Objectives: The goal of this study was to investigate the development of white matter microstructure of the arcuate fasciculus during late neurodevelopment in autism using longitudinal DTI.
Methods: The data were collected as part of an ongoing longitudinal MRI study on brain development in autism. High resolution DTI was acquired at three time points, each approximately two years apart, from a 3T MRI scanner and analyzed on 27 male individuals with autism (mean age at Time1: 15.98, s.d. 5.59) and 29 typical male control subjects (mean age at Time1: 16.31, s.d. 5.48). The arcuate fasciculus was extracted from the images using a new automated volumetric DTI segmentation algorithm. Derived measures of microstructure (fractional anisotropy (FA), mean diffusivity (MD), axial diffusivity (AD), and radial diffusivity (RD)) were computed in the arcuate fasciculus and compared across groups. Longitudinal mixed-effects models were fit to each derived measure as a function of age.
Results: As a group, those with autism displayed a significant increase in MD (p = 0.021), which was due to increases in both AD (p = 0.032) and to a lesser extent, RD (p = 0.059). No significant differences were found in FA between the groups. Both groups displayed a significant negative slope in MD, RD, and AD versus age (p < 0.001) and a significant positive slope in FA (p = 0.016).

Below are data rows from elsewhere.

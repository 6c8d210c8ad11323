use serde::Serialize;

use crate::document::TextDocument;
use crate::parser::span::Range;

/// A `#` comment line.
#[derive(Debug, Clone, PartialEq, Eq, Serialize)]
pub struct Comment {
    range: Range,
    content: Option<String>,
    content_range: Option<Range>,
}

impl Comment {
    pub(crate) fn new(doc: &TextDocument, start: usize, end: usize) -> Self {
        let text = doc.slice(start + 1, end);
        let leading = text.len() - text.trim_start().len();
        let trimmed = text.trim();
        let (content, content_range) = if trimmed.is_empty() {
            (None, None)
        } else {
            let from = start + 1 + leading;
            (
                Some(trimmed.to_string()),
                Some(doc.range(from, from + trimmed.len())),
            )
        };
        Self {
            range: doc.range(start, end),
            content,
            content_range,
        }
    }

    /// From the `#` to the end of the line.
    pub fn range(&self) -> Range {
        self.range
    }

    /// Trimmed text after the `#`, if any.
    pub fn content(&self) -> Option<&str> {
        self.content.as_deref()
    }

    pub fn content_range(&self) -> Option<Range> {
        self.content_range
    }
}
//! Exec-form (JSON array) micro-parser
//!
//! Recognizes `[ "a", "b" ]` over raw instruction text. Only `\"` and `\\`
//! are escapes inside strings; an escape followed by a line break is a
//! continuation. Scanning stops at the first unexpected character and keeps
//! what was recognized so far.

use super::lexer::{Piece, char_len, continuation_end, is_blank, skip_filler};
use crate::ast::{Argument, JsonArray};
use crate::document::TextDocument;

#[derive(Debug, Clone, Copy, PartialEq, Eq)]
enum State {
    Start,
    AfterOpen,
    InString,
    AfterString,
    AfterComma,
}

/// Parse a JSON array of strings from `start..end`.
pub(crate) fn parse_json(doc: &TextDocument, escape: u8, start: usize, end: usize) -> JsonArray {
    let text = doc.text();
    let bytes = text.as_bytes();
    let mut array = JsonArray::default();
    let mut state = State::Start;
    let mut string = Piece::new(start);
    let mut i = start;

    while i < end {
        let c = bytes[i];
        if state == State::InString {
            if c == b'\\' && matches!(bytes.get(i + 1), Some(b'"' | b'\\')) && i + 1 < end {
                string.push(&text[i + 1..i + 2], i + 1);
                i += 2;
                continue;
            }
            if c == b'\\' || c == escape {
                if let Some(after) = continuation_end(text, i, c, end) {
                    i = skip_filler(text, after, None).min(end);
                    continue;
                }
            }
            match c {
                b'"' => {
                    string.touch(i + 1);
                    let piece = std::mem::replace(&mut string, Piece::new(i + 1));
                    array.strings.push(Argument::from_piece(doc, piece));
                    state = State::AfterString;
                    i += 1;
                }
                b'\n' => break,
                _ => {
                    let len = char_len(text, i);
                    string.push(&text[i..i + len], i);
                    i += len;
                }
            }
            continue;
        }

        if c == escape {
            match continuation_end(text, i, escape, end) {
                Some(after) => {
                    i = skip_filler(text, after, None).min(end);
                    continue;
                }
                None => break,
            }
        }
        if is_blank(c) {
            i += 1;
            continue;
        }

        state = match (state, c) {
            (State::Start, b'[') => {
                array.open = Some(doc.range(i, i + 1));
                State::AfterOpen
            }
            (State::AfterOpen | State::AfterComma, b'"') => {
                string = Piece::new(i);
                State::InString
            }
            (State::AfterOpen | State::AfterString, b']') => {
                array.close = Some(doc.range(i, i + 1));
                array.clean_tail = text[i + 1..end].trim().is_empty();
                break;
            }
            (State::AfterString, b',') => State::AfterComma,
            _ => break,
        };
        i += 1;
    }
    array
}
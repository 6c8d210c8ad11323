//! Line scanner
//!
//! Splits the text after the directive block into comments and raw
//! instructions. A single dispatch loop walks an explicit state machine;
//! continuations, the comment lines embedded in them and heredoc bodies are
//! all resolved here so later passes only see instruction boundaries.

use super::heredoc::{operator, terminator_match};
use super::lexer::{char_len, continuation_end, is_blank, line_bounds, skip_filler, tokenize};
use crate::logging_impl::trace_event;

/// Byte spans of one instruction.
#[derive(Debug, Clone, PartialEq, Eq, Default)]
pub(crate) struct RawInstruction {
    /// Name as written, continuations removed
    pub name: String,
    pub name_start: usize,
    pub name_end: usize,
    pub start: usize,
    /// Just past the last non-whitespace byte
    pub end: usize,
}

impl RawInstruction {
    fn new(start: usize) -> Self {
        Self {
            name: String::new(),
            name_start: start,
            name_end: start,
            start,
            end: start,
        }
    }

    fn push_name(&mut self, text: &str, end: usize) {
        self.name.push_str(text);
        self.name_end = end;
        self.end = end;
    }
}

/// Output of the line scanner.
#[derive(Debug, Clone, Default, PartialEq, Eq)]
pub(crate) struct Scan {
    pub instructions: Vec<RawInstruction>,
    /// `(start, end)` of every comment, `#` through the end of its line
    pub comments: Vec<(usize, usize)>,
}

#[derive(Debug, Clone, Copy, PartialEq, Eq)]
enum State {
    LineStart,
    Comment,
    Name,
    Arguments,
    Done,
}

struct Scanner<'a> {
    text: &'a str,
    bytes: &'a [u8],
    escape: u8,
    pos: usize,
    current: RawInstruction,
    scan: Scan,
}

/// Scan `text` from `start` with the given escape byte.
pub(crate) fn scan(text: &str, start: usize, escape: u8) -> Scan {
    let mut scanner = Scanner {
        text,
        bytes: text.as_bytes(),
        escape,
        pos: start,
        current: RawInstruction::default(),
        scan: Scan::default(),
    };
    let mut state = State::LineStart;
    while state != State::Done {
        state = match state {
            State::LineStart => scanner.line_start(),
            State::Comment => scanner.comment(),
            State::Name => scanner.name(),
            State::Arguments => scanner.arguments(),
            State::Done => State::Done,
        };
    }
    scanner.scan
}

impl Scanner<'_> {
    fn at_end(&self) -> bool {
        self.pos >= self.text.len()
    }

    fn finish(&mut self) {
        let instruction = std::mem::take(&mut self.current);
        self.scan.instructions.push(instruction);
    }

    /// Consume a continuation at the current escape byte, if there is one.
    fn continuation(&mut self) -> bool {
        match continuation_end(self.text, self.pos, self.escape, self.text.len()) {
            Some(after) => {
                self.current.end = self.pos + 1;
                self.pos = skip_filler(self.text, after, Some(&mut self.scan.comments));
                true
            }
            None => false,
        }
    }

    fn line_start(&mut self) -> State {
        while !self.at_end() && is_blank(self.bytes[self.pos]) {
            self.pos += 1;
        }
        if self.at_end() {
            State::Done
        } else if self.bytes[self.pos] == b'#' {
            State::Comment
        } else {
            self.current = RawInstruction::new(self.pos);
            State::Name
        }
    }

    fn comment(&mut self) -> State {
        let (end, next) = line_bounds(self.text, self.pos);
        self.scan.comments.push((self.pos, end));
        self.pos = next;
        State::LineStart
    }

    fn name(&mut self) -> State {
        if self.at_end() {
            self.finish();
            return State::Done;
        }
        let c = self.bytes[self.pos];
        if c == self.escape {
            if self.continuation() {
                if self.at_end() || matches!(self.bytes[self.pos], b' ' | b'\t') {
                    return State::Arguments;
                }
                return State::Name;
            }
            let next = self.pos + 1;
            let end = next + char_len(self.text, next);
            self.current.push_name(&self.text[next..end], end);
            self.pos = end;
            return State::Name;
        }
        if is_blank(c) {
            return State::Arguments;
        }
        let end = self.pos + char_len(self.text, self.pos);
        self.current.push_name(&self.text[self.pos..end], end);
        self.pos = end;
        State::Name
    }

    fn arguments(&mut self) -> State {
        if self.at_end() {
            self.finish();
            return State::Done;
        }
        let c = self.bytes[self.pos];
        if c == self.escape {
            if !self.continuation() {
                self.pos += 1 + char_len(self.text, self.pos + 1);
                self.current.end = self.pos;
            }
            return State::Arguments;
        }
        match c {
            b'\n' => {
                self.pos = self.heredoc_bodies(self.pos);
                self.finish();
                State::LineStart
            }
            c if is_blank(c) => {
                self.pos += 1;
                State::Arguments
            }
            _ => {
                self.pos += char_len(self.text, self.pos);
                self.current.end = self.pos;
                State::Arguments
            }
        }
    }

    /// At the logical end of a line, consume the heredoc bodies the line
    /// declares. Returns where scanning resumes.
    fn heredoc_bodies(&mut self, newline: usize) -> usize {
        let resume = newline + 1;
        let keyword = self.current.name.to_ascii_uppercase();
        let pieces = tokenize(self.text, self.current.name_end, newline, self.escape);
        let mut pieces = pieces.iter();
        let accepts_heredocs = |name: &str| {
            matches!(name.to_ascii_uppercase().as_str(), "RUN" | "COPY" | "ADD")
        };
        let eligible = match keyword.as_str() {
            "ONBUILD" => pieces.next().is_some_and(|p| accepts_heredocs(&p.value)),
            other => accepts_heredocs(other),
        };
        if !eligible {
            return resume;
        }

        let operators: Vec<_> = pieces.filter_map(|p| operator(&p.value)).collect();
        if operators.is_empty() {
            return resume;
        }

        let mut pos = resume;
        let mut matched = 0;
        while pos < self.text.len() && matched < operators.len() {
            let (end, next) = line_bounds(self.text, pos);
            let op = &operators[matched];
            if terminator_match(&self.text[pos..end], &op.name, op.strips_tabs).is_some() {
                trace_event!(heredoc = %op.name, line_end = end, "heredoc terminated");
                matched += 1;
            }
            self.current.end = end;
            pos = next;
        }
        trace_event!(
            declared = operators.len(),
            terminated = matched,
            "heredoc bodies consumed"
        );
        pos
    }
}
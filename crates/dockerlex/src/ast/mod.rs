//! Syntax tree types
//!
//! Every node is immutable once parsed and reports zero-based ranges.

mod argument;
mod comment;
mod directive;
pub(crate) mod dockerfile;
mod flag;
mod heredoc;
mod instruction;
mod json;
pub(crate) mod kinds;
mod property;
pub(crate) mod stage;
mod variable;

pub use argument::Argument;
pub use comment::Comment;
pub use directive::{Directive, EscapeChar, ParserDirective};
pub use dockerfile::Dockerfile;
pub use flag::{Flag, FlagOption};
pub use heredoc::Heredoc;
pub use instruction::{Instruction, InstructionKind, Keyword};
pub use json::JsonArray;
pub use kinds::{
    CommandForm, Component, ExecForm, FromImage, HasFlags, HasHeredocs, HasJsonArgs,
    HasProperties, Healthcheck, Onbuild, PropertyList,
};
pub use property::Property;
pub use stage::{ImageTemplate, Stage, Template};
pub use variable::{Resolution, Variable, VariableSource};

No significant differences were found between the slopes of the autism and control group for any diffusion measurement.
Conclusions: Rather than “normalization” of the microstructure of the arcuate fasciculus with increasing age in autism, which would require steeper developmental trajectories in order for arcuate fasciculus development in autism to “catch-up” to typical development, the findings suggest a persistent gap arcuate fasciculus development between autism and typical individuals from late childhood into adulthood. The persistent significant delay in microstructural development of the arcuate fasciculus and the neurobiological mechanisms that cause and maintain it may help explain why language deficits persist into adulthood in autism. Understanding factors that cause the gap may lead to new interventions that improve language functioning and overall adult outcome in autism.